Requires absence data?
Yes
Configuration options
BCCVL uses the ‘randomForest’ package, implemented in biomod2.
| Configuration option | Description |
| Weights: | allows to give more or less weight to particular observations. If this option is kept to NULL (default), each observation (presence or absence) has the same weight (independent of the number of presences and absences). If value = 0.5 absences will be weighted equally to the presences (i.e. the weighted sum of presence equals the weighted sum of absences). If the value is set below or above 0.5 absences or presences are given more weight, respectively. |
| Resampling: | number of permutations to estimate the importance of each variable. If this value is >0, the algorithm will produce an object called 'variableImportance.Full.csv', in which high values mean that the predictor variable has a high importance, whereas a value close to 0 corresponds to no importance. |
| do.classif: | select this option to model classification trees (with binary data), deselect to model regression trees (with continuous data). |
| ntree: | the number of trees to grow.
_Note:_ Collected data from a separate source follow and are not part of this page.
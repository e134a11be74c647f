//! Model provider boundary.

pub mod errors;
pub mod types;

pub use errors::ProviderError;
pub use types::{GenerateRequest, Generation, ModelInfo, ModelProvider, Usage};
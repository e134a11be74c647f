//! SQLite event store implementation.

use crate::{Error, Event, EventKind, ExecutionId, Result};
use chrono::{DateTime, SecondsFormat, Utc};
use rusqlite::{Connection, params};
use std::path::Path;
use std::sync::{Mutex, MutexGuard};

/// Summary of one execution's event trail.
#[derive(Debug, Clone)]
pub struct ExecutionSummary {
    pub id: ExecutionId,
    pub function_id: Option<String>,
    pub started_at: DateTime<Utc>,
    pub ended_at: Option<DateTime<Utc>>,
    pub event_count: usize,
}

/// SQLite-backed event store.
///
/// The connection sits behind a mutex so one store can be shared by
/// concurrent executions; every call holds the lock for a single statement.
pub struct EventStore {
    conn: Mutex<Connection>,
}

impl EventStore {
    /// Open or create an event store at the given path.
    pub fn open(path: impl AsRef<Path>) -> Result<Self> {
        Self::init(Connection::open(path)?)
    }

    /// Create an in-memory event store (useful for testing).
    pub fn in_memory() -> Result<Self> {
        Self::init(Connection::open_in_memory()?)
    }

    fn init(conn: Connection) -> Result<Self> {
        conn.execute_batch(
            r#"
            CREATE TABLE IF NOT EXISTS events (
                seq INTEGER PRIMARY KEY AUTOINCREMENT,
                id TEXT NOT NULL UNIQUE,
                execution_id TEXT NOT NULL,
                function_id TEXT,
                timestamp TEXT NOT NULL,
                kind TEXT NOT NULL,
                data TEXT NOT NULL
            );
            CREATE INDEX IF NOT EXISTS idx_events_execution
                ON events(execution_id, seq);
            "#,
        )?;
        Ok(Self {
            conn: Mutex::new(conn),
        })
    }

    fn conn(&self) -> Result<MutexGuard<'_, Connection>> {
        self.conn.lock().map_err(|_| Error::Poisoned)
    }

    /// Append an event to the store.
    pub fn append(&self, event: &Event) -> Result<()> {
        let data = serde_json::to_string(&event.data)?;
        self.conn()?.execute(
            "INSERT INTO events (id, execution_id, function_id, timestamp, kind, data)
             VALUES (?1, ?2, ?3, ?4, ?5, ?6)",
            params![
                event.id.to_string(),
                event.execution_id.to_string(),
                event.function_id,
                event.timestamp.to_rfc3339_opts(SecondsFormat::Micros, true),
                event.kind.as_str(),
                data,
            ],
        )?;
        Ok(())
    }

    /// Load all events for an execution, in append order.
    pub fn load_execution(&self, execution_id: ExecutionId) -> Result<Vec<Event>> {
        self.load_events(execution_id, None)
    }

    /// Load events for an execution, optionally restricted to one kind.
    pub fn load_events(
        &self,
        execution_id: ExecutionId,
        kind: Option<EventKind>,
    ) -> Result<Vec<Event>> {
        let conn = self.conn()?;
        let mut stmt = conn.prepare(
            "SELECT id, execution_id, function_id, timestamp, kind, data FROM events
             WHERE execution_id = ?1 AND (?2 IS NULL OR kind = ?2)
             ORDER BY seq",
        )?;

        let rows = stmt.query_map(
            params![execution_id.to_string(), kind.map(|k| k.as_str())],
            |row| {
                Ok(RawEvent {
                    id: row.get(0)?,
                    execution_id: row.get(1)?,
                    function_id: row.get(2)?,
                    timestamp: row.get(3)?,
                    kind: row.get(4)?,
                    data: row.get(5)?,
                })
            },
        )?;

        let mut events = Vec::new();
        for row in rows {
            events.push(row?.decode()?);
        }
        Ok(events)
    }

    /// Summaries of every stored execution, most recent first.
    pub fn list_executions(&self) -> Result<Vec<ExecutionSummary>> {
        let conn = self.conn()?;
        let mut stmt = conn.prepare(
            "SELECT execution_id,
                    MAX(function_id),
                    MIN(timestamp),
                    MAX(CASE WHEN kind IN ('AI_FUNCTION_END', 'AI_FUNCTION_ERROR')
                        THEN timestamp END),
                    COUNT(*)
             FROM events
             GROUP BY execution_id
             ORDER BY MIN(seq) DESC",
        )?;

        let rows = stmt.query_map([], |row| {
            Ok((
                row.get::<_, String>(0)?,
                row.get::<_, Option<String>>(1)?,
                row.get::<_, String>(2)?,
                row.get::<_, Option<String>>(3)?,
                row.get::<_, i64>(4)?,
            ))
        })?;

        let mut summaries = Vec::new();
        for row in rows {
            let (id, function_id, started_at, ended_at, count) = row?;
            summaries.push(ExecutionSummary {
                id: parse_id(&id)?,
                function_id,
                started_at: parse_timestamp(&started_at)?,
                ended_at: ended_at.as_deref().map(parse_timestamp).transpose()?,
                event_count: usize::try_from(count).unwrap_or_default(),
            });
        }
        Ok(summaries)
    }
}

struct RawEvent {
    id: String,
    execution_id: String,
    function_id: Option<String>,
    timestamp: String,
    kind: String,
    data: String,
}

impl RawEvent {
    fn decode(self) -> Result<Event> {
        Ok(Event {
            id: self
                .id
                .parse()
                .map_err(|_| Error::Corrupt(format!("malformed event id {}", self.id)))?,
            execution_id: parse_id(&self.execution_id)?,
            timestamp: parse_timestamp(&self.timestamp)?,
            kind: serde_json::from_value(serde_json::Value::String(self.kind))?,
            function_id: self.function_id,
            data: serde_json::from_str(&self.data)?,
        })
    }
}

fn parse_id(raw: &str) -> Result<ExecutionId> {
    raw.parse()
        .map_err(|_| Error::Corrupt(format!("malformed execution id {raw}")))
}

fn parse_timestamp(raw: &str) -> Result<DateTime<Utc>> {
    DateTime::parse_from_rfc3339(raw)
        .map(|t| t.with_timezone(&Utc))
        .map_err(|_| Error::Corrupt(format!("malformed timestamp {raw}")))
}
Random forests stabilize at about 200 trees, and therefore this number should not be too small (default = 500). A larger number of trees reduces the error rate and ensures that every input row gets sampled at least a few times, but will take longer computation time. |
| mtry: | the number of predictor variables that is randomly sampled as candidates at each split. |
| nodesize: | the minimum size (number of observations) of terminal nodes. The default for classification trees is 1, for regression trees is 5. Setting this number to a larger value causes smaller trees to be grown and thus computation take less time. However, for best accuracy use nodesize = 1. |
| maxnodes: | the maximum number of terminal nodes that trees in the forest can have. If no value is specified, trees are grown to the maximum possible or until the minimum size of terminal nodes (determined in nodesize) is reached. |
References
Breiman L (2001) Random forests. Machine learning, 45(1), 5-32.
Franklin J (2010) Mapping species distributions: spatial inference and prediction. Cambridge University Press.
Hastie T, Tibshirani R, Friedman J (2009) The elements of statistical learning: data mining, inference and prediction. Springer.